“The really happy person is the one who can enjoy the scenery, even when they have to take a detour...” - James Hopwood Jeans
|(The tunnel entrance to Khewra Salt Mine)|
Day 03: Friday, 11 September 2015
Route: Lahore – Khewra – Islamabad
Distance: 447 km
Hotel: Margalla Hotel
Our first stop was at the Shalimar Gardens, a Mughal garden complex and a UNESCO World Heritage Site located along the Grand Trunk Road about 5 km from Lahore city. Shalimar Gardens draw inspiration from Central Asia, Kashmir, Punjab, Persia, and the Delhi Sultanate. The Gardens are laid out in the form of an oblong parallelogram, surrounded by a high brick wall. The gardens have three levels of terraces elevated about 5 metres above one another. There are 410 fountains and 5 water cascades, which discharge into wide marble pools. It was a pity that the fountains and cascades are now turned off to prevent the wide spread of dengue fever.
|(Many water fountains, but presently not operational)|
|(A cozy corner for picnic area)|
|(A couple photo, one for the album)|
|(The high red wall surrounding the garden)|
We continued our journey on the 367 km long M-2 motorway which connects Lahore with Islamabad. It passes through many intersections leading to other towns along the motorway ending just outside the twin cities of Rawalpindi and Islamabad. It has the highest pillared-bridge in Asia at the Khewra Salt Range. The Pakistan Air Force has used the M2 motorway as a runway during their military exercises on a few occasions.

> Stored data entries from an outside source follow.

//! Logging setup built on `tracing-subscriber`.
//!
//! The framework itself only emits `tracing` events. Hosts that do not install
//! their own subscriber can call [`init`] once at startup.

use tracing_subscriber::EnvFilter;

/// Filter used when `RUST_LOG` is not set.
pub const DEFAULT_FILTER: &str = "info,trellis_ui=debug";

fn env_filter() -> EnvFilter {
    EnvFilter::try_from_default_env().unwrap_or_else(|_| EnvFilter::new(DEFAULT_FILTER))
}

/// Install a formatting subscriber. Panics if a global subscriber is already set.
pub fn init() {
    tracing_subscriber::fmt().with_env_filter(env_filter()).init();
}

/// Install a formatting subscriber if none is installed yet.
///
/// Returns `true` when this call installed the subscriber. Safe to call from
/// every test.
pub fn try_init() -> bool {
    tracing_subscriber::fmt()
        .with_env_filter(env_filter())
        .with_test_writer()
        .try_init()
        .is_ok()
}
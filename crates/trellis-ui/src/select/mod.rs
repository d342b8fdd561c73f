//! Selectable option lists and menus.
//!
//! - [`OptionWidget`]: an item carrying a data value plus `selected` and `highlighted` states
//! - [`SelectWidget`]: ordered options with exclusive selection, exclusive highlight,
//!   data-keyed lookup and circular keyboard-style traversal
//! - [`MenuWidget`]: a select list presented as a clipped overlay with keyboard control

mod menu;
mod option;
#[allow(clippy::module_inception)]
mod select;

pub use menu::{MenuConfig, MenuWidget};
pub use option::{OptionConfig, OptionKind, OptionValue, OptionWidget};
pub use select::{Direction, SelectEvent, SelectWidget};
use crate::context::UiContext;
use crate::event::{Emitter, Key, KeyEvent, PointerEvent, PointerKind};
use crate::widget::{Flags, Icon, Label, Widget, WidgetBase};

/// Configuration for a [`ButtonWidget`].
#[derive(Debug, Clone, Default)]
pub struct ButtonConfig {
    pub label: Option<String>,
    pub icon: Option<String>,
    /// Tooltip text.
    pub title: Option<String>,
    pub flags: Vec<String>,
    /// Render without a frame (icon-only buttons in window heads and popups).
    pub frameless: bool,
}

impl ButtonConfig {
    pub fn icon(icon: impl Into<String>) -> Self {
        Self {
            icon: Some(icon.into()),
            frameless: true,
            ..Default::default()
        }
    }

    pub fn label(label: impl Into<String>) -> Self {
        Self {
            label: Some(label.into()),
            ..Default::default()
        }
    }

    pub fn with_title(mut self, title: impl Into<String>) -> Self {
        self.title = Some(title.into());
        self
    }

    pub fn with_flags(mut self, flags: &[&str]) -> Self {
        self.flags = flags.iter().map(|f| f.to_string()).collect();
        self
    }
}

/// Events emitted by a button.
#[derive(Debug, Clone, Copy, PartialEq, Eq)]
pub enum ButtonEvent {
    Click,
}

/// A clickable widget with an icon, a label and flags.
#[derive(Debug)]
pub struct ButtonWidget {
    base: WidgetBase,
    flags: Flags,
    icon: Icon,
    label: Label,
    pressed: bool,
    events: Emitter<ButtonEvent>,
}

impl ButtonWidget {
    pub fn new(ctx: &UiContext, config: ButtonConfig) -> Self {
        let base = WidgetBase::new(ctx, "span", "trellis-button");
        let mut flags = Flags::new(base.element());
        let mut icon = Icon::new(ctx);
        let mut label = Label::new(ctx);

        base.element().append(icon.element());
        base.element().append(label.element());
        base.element().add_class(if config.frameless {
            "trellis-button-frameless"
        } else {
            "trellis-button-framed"
        });
        if let Some(title) = &config.title {
            base.element().set_attribute("title", title);
        }

        let names: Vec<&str> = config.flags.iter().map(String::as_str).collect();
        flags.set_flags(&names);
        icon.set_icon(config.icon.as_deref());
        label.set_label(config.label.as_deref());

        Self {
            base,
            flags,
            icon,
            label,
            pressed: false,
            events: Emitter::new(),
        }
    }

    pub fn events_mut(&mut self) -> &mut Emitter<ButtonEvent> {
        &mut self.events
    }

    pub fn is_pressed(&self) -> bool {
        self.pressed
    }

    /// Emit `Click` unless disabled. Returns whether the click happened.
    pub fn click(&mut self) -> bool {
        if self.base.is_disabled() {
            return false;
        }
        self.events.emit(&ButtonEvent::Click);
        true
    }

    pub fn handle_pointer(&mut self, event: &PointerEvent) -> bool {
        match event.kind {
            PointerKind::Down if event.is_left() && !self.base.is_disabled() => {
                self.pressed = true;
                self.base.element().add_class("trellis-button-pressed");
                true
            }
            PointerKind::Up if self.pressed => {
                self.pressed = false;
                self.base.element().remove_class("trellis-button-pressed");
                let inside = event.target.is_some_and(|t| self.base.element().contains(t));
                if inside && event.is_left() {
                    self.click();
                }
                true
            }
            _ => false,
        }
    }

    pub fn handle_key(&mut self, event: &KeyEvent) -> bool {
        match event.key {
            Key::Enter | Key::Space => self.click(),
            _ => false,
        }
    }

    pub fn destroy(mut self) {
        self.events.clear();
        self.icon.destroy();
        self.label.destroy();
        self.base.destroy();
    }
}

impl Widget for ButtonWidget {
    fn base(&self) -> &WidgetBase {
        &self.base
    }

    fn base_mut(&mut self) -> &mut WidgetBase {
        &mut self.base
    }

    fn debug_name(&self) -> &str {
        "ButtonWidget"
    }

    fn as_flagged(&self) -> Option<&Flags> {
        Some(&self.flags)
    }

    fn as_flagged_mut(&mut self) -> Option<&mut Flags> {
        Some(&mut self.flags)
    }

    fn as_iconed(&self) -> Option<&Icon> {
        Some(&self.icon)
    }

    fn as_iconed_mut(&mut self) -> Option<&mut Icon> {
        Some(&mut self.icon)
    }

    fn as_labeled(&self) -> Option<&Label> {
        Some(&self.label)
    }

    fn as_labeled_mut(&mut self) -> Option<&mut Label> {
        Some(&mut self.label)
    }
}

#[cfg(test)]
mod tests {
    use super::*;
    use parking_lot::Mutex;
    use std::sync::Arc;
    use trellis_test_utils::MockDocument;

    fn button(config: ButtonConfig) -> (Arc<MockDocument>, ButtonWidget) {
        let doc = Arc::new(MockDocument::new());
        let ctx = UiContext::new(doc.clone());
        (doc, ButtonWidget::new(&ctx, config))
    }

    #[test]
    fn test_click_on_release_inside() {
        let (_doc, mut button) = button(ButtonConfig::label("Save"));
        let clicks = Arc::new(Mutex::new(0));
        let sink = clicks.clone();
        button.events_mut().subscribe(move |_| *sink.lock() += 1);

        let node = button.element().node();
        assert!(button.handle_pointer(&PointerEvent::down(node)));
        assert!(button.is_pressed());
        assert!(button.handle_pointer(&PointerEvent::up(node)));
        assert!(!button.is_pressed());
        assert_eq!(*clicks.lock(), 1);
    }

    #[test]
    fn test_disabled_button_ignores_input() {
        let (_doc, mut button) = button(ButtonConfig::icon("close"));
        button.set_disabled(true);
        let node = button.element().node();

        assert!(!button.handle_pointer(&PointerEvent::down(node)));
        assert!(!button.handle_key(&KeyEvent::new(Key::Enter)));
        assert!(!button.click());
    }

    #[test]
    fn test_capabilities_exposed() {
        let (doc, button) = button(ButtonConfig::icon("close").with_flags(&["destructive"]));
        let widget: &dyn Widget = &button;

        assert_eq!(widget.as_iconed().and_then(|i| i.icon()), Some("close"));
        assert!(widget.as_flagged().is_some_and(|f| f.has_flag("destructive")));
        assert!(doc.has_class(button.element().node(), "trellis-flag-destructive"));
        assert!(widget.as_clippable().is_none());
    }
}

|(A R&R with a restaurant and fast food outlets)|
|(A set lunch of roti and chicken curry)|
We stopped for lunch at the Peacock Restaurant at the R&R at Kallar Kahar on the M2 motorway and later performed our prayers there.
|(A small signage of the Salt Mines)|
|(Old railway tracks leading to the mines)|
160 km south of Islamabad we detoured to visit The Khewra Salt Mine, the second largest in the world, after the Sifto Canada salt mine in Ontario. The mine is a warren of 40 km of tunnels housing an illuminated mosque made from salt rock, a replica of Minar-e-Pakistan and even an asthma clinic. The mine is the largest and oldest salt mine in the Pakistan, drawing up to 250,000 visitors a year. Khewra salt was discovered back in 320 BC by Alexander the Great's troops, but trading started in Mughal era in the sixteenth century.
|(The train track running into the mine)|
|(A replica of Minar-e-Pakistan)|
The main tunnel at ground level was developed during British rule and has been flourishing ever since. An electric railway has been working in the mine since the 1930s. It once hauled extracted salt from the mines, but now brings tourists in to marvel at the salt formations. The mine is still the largest source of salt in Pakistan with more than 350,000 tons produced per year. The cavernous tunnels have alternate bands of translucent, white and pink coloured salt.
|(The entrance to one of the many tunnels)|
|(A colorful luminous salt cave)|
We continued our journey and reached Islamabad during dusk. Our planned to visit Faisal Mosque was postponed as there was a power brown-out for load-shedding and we could not even get a glimpse of the mosque in the dark.
At Margalla Hotel we had a hearty buffet dinner before we checked in for the night.